SOPHIA | Sérénité & intimité avec Gaia

Murielle Mobengo • oct. 07, 2020

PHILOSOPHE POLISSEUR DE VERRES

Entre pensée calculante et pensée méditante, Sérénité  est de retour

PARTAGER CET ARTICLE


"Mais que doit attester l'homme? Son appartenance à la Terre. Cette appartenance consiste en ce que l'homme soit héritier et apprenti en toutes choses. 
Mais les choses sont en conflit."


Martin Heidegger,
Qu'est-ce que la métaphysique? (1951)

Sérénité

substantif féminin

Dans son sens premier, archaïque: état du temps qui n'est troublé par aucune perturbation atmosphérique. 

Par extension, dénote une paix intérieure ou la capacité de garder son sang-froid dans les situations difficiles. Serein, on n’est ni agité, ni excité, ni stressé. 
  • Synonyme: équanimité
  • En allemand: Gelassenheit, qui veut aussi dire flegme, paix intérieure ("inner Ruhe")
  • Proximité sémantique en anglais: stillness, poise
  • Proximité phonétique en français: délaisser
Chez Heidegger: se connaître par l'intimité avec soi, se tenir attentif et calme auprès des choses en étant détaché.
Écoutez Sérénité sur Radio {R}

Un jour, il y a longtemps, un poète se penchait sur l’impoétique de notre époque, ce que les premiers Poètes voyants ont nommé en sanscrit “Kali yuga”, l’âge des ténèbres. Bien souvent, les poètes parlent une langue secrète, ou plutôt étagée. On ne comprend pas ce qu’ils disent au premier abord et il faut du temps, de la ténacité et une attention profonde à l’émotion que leur chant suscite en nous pour recevoir la clarté qu’ils expriment en la codant. 
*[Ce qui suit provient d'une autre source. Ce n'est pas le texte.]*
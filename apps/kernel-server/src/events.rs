// [[AXON]]/apps/kernel-server/src/events.rs
// Purpose: In-process domain event bus feeding session notifications.
// Architecture: Domain Event Layer
// Dependencies: Serde, Chrono, Uuid, tokio broadcast

use chrono::Utc;
use serde::{Deserialize, Serialize};
use serde_json::Value;
use tokio::sync::broadcast;
use uuid::Uuid;

#[derive(Debug, Clone, Serialize, Deserialize, PartialEq, Eq)]
#[serde(rename_all = "lowercase")]
pub enum EventTopic {
    /// Task status transitions
    Task,
    /// Workflow execution progress
    Workflow,
    /// Shared document operations
    Document,
    /// Agent registration / heartbeat changes
    Agent,
    /// Gateway lifecycle (drain, shutdown)
    System,
}

impl EventTopic {
    pub fn as_str(&self) -> &'static str {
        match self {
            EventTopic::Task => "task",
            EventTopic::Workflow => "workflow",
            EventTopic::Document => "document",
            EventTopic::Agent => "agent",
            EventTopic::System => "system",
        }
    }
}

#[derive(Debug, Clone, Serialize, Deserialize)]
pub struct DomainEvent {
    pub id: String,
    /// None for system-wide events (shutdown); sessions only receive
    /// tenant-scoped events for their own tenant.
    pub tenant_id: Option<Uuid>,
    pub topic: EventTopic,
    pub kind: String,
    pub payload: Value,
    pub timestamp: String,
}

impl DomainEvent {
    pub fn new(tenant_id: Option<Uuid>, topic: EventTopic, kind: &str, payload: Value) -> Self {
        Self {
            id: Uuid::new_v4().to_string(),
            tenant_id,
            topic,
            kind: kind.to_string(),
            payload,
            timestamp: Utc::now().to_rfc3339(),
        }
    }
}

/// Broadcast bus. Subscribers (session writer pumps, the workflow executor
/// waiting on task completion) filter by tenant and topic on their side.
#[derive(Clone)]
pub struct EventBus {
    tx: broadcast::Sender<DomainEvent>,
}

impl EventBus {
    pub fn new(capacity: usize) -> Self {
        let (tx, _) = broadcast::channel(capacity);
        EventBus { tx }
    }

    pub fn publish(&self, event: DomainEvent) {
        // No receivers is normal during boot and shutdown.
        let _ = self.tx.send(event);
    }

    pub fn subscribe(&self) -> broadcast::Receiver<DomainEvent> {
        self.tx.subscribe()
    }
}

#[cfg(test)]
mod tests {
    use super::*;
    use serde_json::json;

    #[tokio::test]
    async fn publish_reaches_subscribers() {
        let bus = EventBus::new(16);
        let mut rx = bus.subscribe();
        let tenant = Uuid::new_v4();
        bus.publish(DomainEvent::new(
            Some(tenant),
            EventTopic::Task,
            "task.status",
            json!({"status": "running"}),
        ));
        let event = rx.recv().await.unwrap();
        assert_eq!(event.tenant_id, Some(tenant));
        assert_eq!(event.topic, EventTopic::Task);
        assert_eq!(event.kind, "task.status");
    }

    #[tokio::test]
    async fn publish_without_subscribers_does_not_error() {
        let bus = EventBus::new(4);
        bus.publish(DomainEvent::new(None, EventTopic::System, "noop", json!({})));
    }
}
Heidegger fait partie de ceux-là. Son chant paraît compliqué. Comme tous les Poètes, ils créent une langue nouvelle pour donner voie aux horizons qui se sont dévoilés au-dedans et au-dehors de lui. 

L’Occident est en crise. Une crise de valeurs, de sens. Occupée à explorer la relativité des phénomènes et à libérer le sens caché dans la matière, elle a dénutri son intériorité, le lieu du sacré, de l’expérience de l’absolu. Voilà pourquoi l’Amérique s’abreuve à la source de l’hindouisme depuis les années soixante et invoque Dieu comme on invoque l'argent. Voilà encore pourquoi l’Europe se nourrie de bouddhisme intellectuel ou d'apparat, de pseudo-orientalisme, de renouveau religieux ancestral et douteux, ou de new age, grand bazar californien et très lucratif. L'Amérique et l'Europe recherchent maintenant le contact avec un dieu intérieur et libre, qui fait prospérer et vendre, qui des cours de Yoga, qui des livres n’ayant de Yoga que le nom ou des ateliers tarots-méditation-sexe tantrique.
Mais comment en est-on arrivés là?

S’abreuver, se nourrir. Deux verbes actifs qui disent notre rapport au monde intérieur et extérieur. C’est en consommant que nous existons. Nous consommons les êtres, humains ou animaux, de mille et une façon ingénieuse et effrayante. 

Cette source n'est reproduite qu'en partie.